It was the task of the Brexit campaign to persuade the electorate otherwise. In the referendum they succeeded with 37%, enough to transform our collective fate for a generation at least. To cause sufficient numbers to believe that the source of all their grievances is some hostile outside element is the oldest trick in the populist handbook. As Trotsky was for Stalin, as the USA is for the mullahs of Iran and Gülen is for Erdoğan, so Brussels has served its turn.
Hedge fund owners, plutocrat donors to the cause, Etonians and newspaper proprietors cast themselves as enemies of the elite. More magic dust. The claim that the Northern Ireland issue has been settled is a dangerous pretence. We have witnessed reasoned argument’s fall from grace. The Brexit impulse had strong elements of blood-and-soil, with hints of Empire nostalgia. Such spooky longings floated high above mere facts.

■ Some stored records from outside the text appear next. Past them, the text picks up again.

//! Environmental probe (§6) and the stability predicate (§4.4).
//!
//! All fields are best-effort: a failed read leaves zeros rather than
//! raising a fault (§9, "absence must never make a result invalid").

use std::fs;
use std::time::{SystemTime, UNIX_EPOCH};

use sysinfo::System;

use crate::model::{EnvReading, EnvironmentSummary};

/// Take a single environmental reading. Never fails; missing data reads as
/// zero, which the stability predicate treats as "no data, assume stable".
pub fn snapshot() -> EnvReading {
    let timestamp_ns = SystemTime::now()
        .duration_since(UNIX_EPOCH)
        .map(|d| d.as_nanos() as u64)
        .unwrap_or(0);

    let mut sys = System::new_all();
    sys.refresh_all();
    let cpu_freq_hz = sys
        .cpus()
        .first()
        .map(|c| c.frequency() as u64 * 1_000_000)
        .unwrap_or(0);

    let cpu_temp_millidegrees_c = read_thermal_zone().unwrap_or(0);
    let throttle_count = read_throttle_count().unwrap_or(0);

    EnvReading {
        timestamp_ns,
        cpu_freq_hz,
        cpu_temp_millidegrees_c,
        throttle_count,
    }
}

fn read_thermal_zone() -> Option<i64> {
    let raw = fs::read_to_string("/sys/class/thermal/thermal_zone0/temp").ok()?;
    raw.trim().parse::<i64>().ok()
}

fn read_throttle_count() -> Option<u64> {
    None
}

/// Stability predicate: integer-only, no division of the ratio (§4.4).
///
/// `stable` iff `end_freq * 100 >= start_freq * 95` and no throttle events.
/// If `start_freq == 0` (no data), stability is assumed.
pub fn is_stable(start_freq_hz: u64, end_freq_hz: u64, total_throttle_events: u64) -> bool {
    if start_freq_hz == 0 {
        return true;
    }
    end_freq_hz.saturating_mul(100) >= start_freq_hz.saturating_mul(95)
        && total_throttle_events == 0
}

/// Fold a start/end reading pair into the summary the result record carries.
pub fn summarize(start: EnvReading, end: EnvReading) -> EnvironmentSummary {
    let min_freq_hz = start.cpu_freq_hz.min(end.cpu_freq_hz);
    let max_freq_hz = start.cpu_freq_hz.max(end.cpu_freq_hz);
    let min_temp_millidegrees_c = start.cpu_temp_millidegrees_c.min(end.cpu_temp_millidegrees_c);
    let max_temp_millidegrees_c = start.cpu_temp_millidegrees_c.max(end.cpu_temp_millidegrees_c);
    let total_throttle_events = start.throttle_count.saturating_add(end.throttle_count);
    let thermal_drift = !is_stable(start.cpu_freq_hz, end.cpu_freq_hz, total_throttle_events);

    EnvironmentSummary {
        start,
        end,
        min_freq_hz,
        max_freq_hz,
        min_temp_millidegrees_c,
        max_temp_millidegrees_c,
        total_throttle_events,
        thermal_drift,
    }
}

#[cfg(test)]
mod tests {
    use super::*;

    #[test]
    fn s7_stability_drift_detected() {
        assert!(!is_stable(3_000_000_000, 2_800_000_000, 0));
    }

    #[test]
    fn s7_stability_holds_when_frequency_flat() {
        assert!(is_stable(3_000_000_000, 3_000_000_000, 0));
    }

    #[test]
    fn stability_assumed_when_no_frequency_data() {
        assert!(is_stable(0, 0, 5));
    }

    #[test]
    fn throttle_events_break_stability_even_at_flat_frequency() {
        assert!(!is_stable(3_000_000_000, 3_000_000_000, 1));
    }

    #[test]
    fn snapshot_never_panics() {
        let reading = snapshot();
        assert!(reading.timestamp_ns > 0 || reading.timestamp_ns == 0);
    }

    #[test]
    fn summarize_sets_thermal_drift_from_readings() {
        let start = EnvReading {
            timestamp_ns: 0,
            cpu_freq_hz: 3_000_000_000,
            cpu_temp_millidegrees_c: 40_000,
            throttle_count: 0,
        };
        let end = EnvReading {
            timestamp_ns: 1,
            cpu_freq_hz: 2_800_000_000,
            cpu_temp_millidegrees_c: 70_000,
            throttle_count: 0,
        };
        let summary = summarize(start, end);
        assert!(summary.thermal_drift);
        assert_eq!(summary.max_temp_millidegrees_c, 70_000);
        assert_eq!(summary.min_freq_hz, 2_800_000_000);
    }
}
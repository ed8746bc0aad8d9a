//! Platform probe (§6 "Platform probe"): architecture tag and CPU model.
//!
//! An external collaborator to the measurement core, not part of its
//! normative contract — but a usable default implementation ships here,
//! built on `sysinfo`-based environment detection.

use sysinfo::System;

use crate::model::PlatformInfo;

/// Closed set of recognised platform tags (§6).
pub fn platform_tag() -> &'static str {
    match std::env::consts::ARCH {
        "x86_64" => "x86_64",
        "aarch64" => "aarch64",
        "riscv64" => "riscv64",
        "riscv32" => "riscv32",
        "x86" => "i386",
        "arm" => "arm",
        _ => "unknown",
    }
}

/// Best-effort CPU model string and clock speed. Truncation and probe
/// failure never invalidate a result (§9): absent data is left empty/zero.
pub fn detect() -> PlatformInfo {
    let mut sys = System::new_all();
    sys.refresh_all();

    let cpu_model = sys
        .cpus()
        .first()
        .map(|c| c.brand().to_string())
        .unwrap_or_default();
    let cpu_freq_mhz = sys.cpus().first().map(|c| c.frequency() as u32).unwrap_or(0);

    PlatformInfo {
        platform_tag: platform_tag().to_string(),
        cpu_model,
        cpu_freq_mhz,
    }
}

#[cfg(test)]
mod tests {
    use super::*;

    #[test]
    fn platform_tag_is_in_closed_set() {
        let tag = platform_tag();
        assert!(
            ["x86_64", "aarch64", "riscv64", "riscv32", "i386", "arm", "unknown"]
                .contains(&tag)
        );
    }

    #[test]
    fn detect_never_panics() {
        let info = detect();
        assert_eq!(info.platform_tag, platform_tag());
    }
}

We acquired an argot. “Article 50”, “frictionless trade”, “just in time”, “the backstop” – how they tripped off the tongue. We learned to respect an “invisible border”. Before it all began, only a very few knew the difference between the customs union and the single market. Three years on, not much has changed. A survey last year showed that quite a lot of us thought that “crashing out” was the same as remaining. If only.
The Brexit leadership and the leader of the opposition were always in a hurry to start article 50’s two-year stopwatch. They feared that leave voters might change their minds, that those who didn’t vote last time were 2:1 for remaining, and that young voters coming on to the rolls would be mostly pro-EU. The Brexiter generals reasonably feared a second referendum.
At least, we can all agree that we will be a bit poorer. As one of my school teachers used to say, if a thing is really worth doing, it’s worth doing badly. Theresa May could never bring herself to say that Brexit would make us better off. She wouldn’t even tell us if she would vote to leave in a second referendum. We should credit her honesty. By contrast, Boris Johnson, laying his post-Brexit vision before parliament, promised he would narrow the UK’s wealth and opportunity gap between north and south, and make it the home of cutting-edge battery technology. He forgot to mention that the EU never stood in the way of either project.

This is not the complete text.